PROVIDED MATERIAL section start

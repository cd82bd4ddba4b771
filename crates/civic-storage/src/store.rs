// SPDX-FileCopyrightText: 2026 Civic Contributors
// SPDX-License-Identifier: MIT OR Apache-2.0

//! SQLite implementation of the record and selection store traits.

use std::collections::HashSet;

use async_trait::async_trait;
use tracing::debug;

use civic_config::model::StorageConfig;
use civic_core::traits::{RecordStore, RecordUpsert, SelectionStore, StoredRecord};
use civic_core::types::{Collection, RegionSelection};
use civic_core::CivicError;

use crate::database::Database;
use crate::queries;

/// SQLite-backed store for reconciled records and region selections.
///
/// Every trait call is exactly one hop to the connection thread.
pub struct SqliteStore {
    db: Database,
}

impl SqliteStore {
    /// Open the database described by `config`.
    pub async fn open(config: &StorageConfig) -> Result<Self, CivicError> {
        let db = Database::open(&config.database_path, config.wal_mode).await?;
        debug!(path = %config.database_path, "SQLite store initialized");
        Ok(Self { db })
    }

    pub async fn open_in_memory() -> Result<Self, CivicError> {
        Ok(Self {
            db: Database::open_in_memory().await?,
        })
    }

    pub fn database(&self) -> &Database {
        &self.db
    }

    pub async fn close(self) -> Result<(), CivicError> {
        self.db.close().await
    }
}

#[async_trait]
impl RecordStore for SqliteStore {
    async fn existing_external_ids(
        &self,
        collection: Collection,
    ) -> Result<HashSet<String>, CivicError> {
        queries::records::existing_external_ids(&self.db, collection).await
    }

    async fn upsert_batch(
        &self,
        collection: Collection,
        batch: Vec<RecordUpsert>,
    ) -> Result<(), CivicError> {
        queries::records::upsert_batch(&self.db, collection, batch).await
    }

    async fn count(&self, collection: Collection) -> Result<usize, CivicError> {
        queries::records::count(&self.db, collection).await
    }

    async fn find_page(
        &self,
        collection: Collection,
        offset: usize,
        limit: usize,
    ) -> Result<Vec<StoredRecord>, CivicError> {
        queries::records::find_page(&self.db, collection, offset, limit).await
    }

    async fn find_by_id(
        &self,
        collection: Collection,
        id: &str,
    ) -> Result<Option<StoredRecord>, CivicError> {
        queries::records::find_by_id(&self.db, collection, id).await
    }
}

#[async_trait]
impl SelectionStore for SqliteStore {
    async fn find_active_local(&self) -> Result<Option<RegionSelection>, CivicError> {
        queries::selections::find_active_local(&self.db).await
    }

    async fn find_federal(&self) -> Result<Option<RegionSelection>, CivicError> {
        queries::selections::find_federal(&self.db).await
    }

    async fn upsert(&self, selection: &RegionSelection) -> Result<(), CivicError> {
        queries::selections::upsert(&self.db, selection).await
    }
}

PROVIDED MATERIAL section end

Say how many lines in the entries contain the string "usize". Nothing else belongs in the reply.

3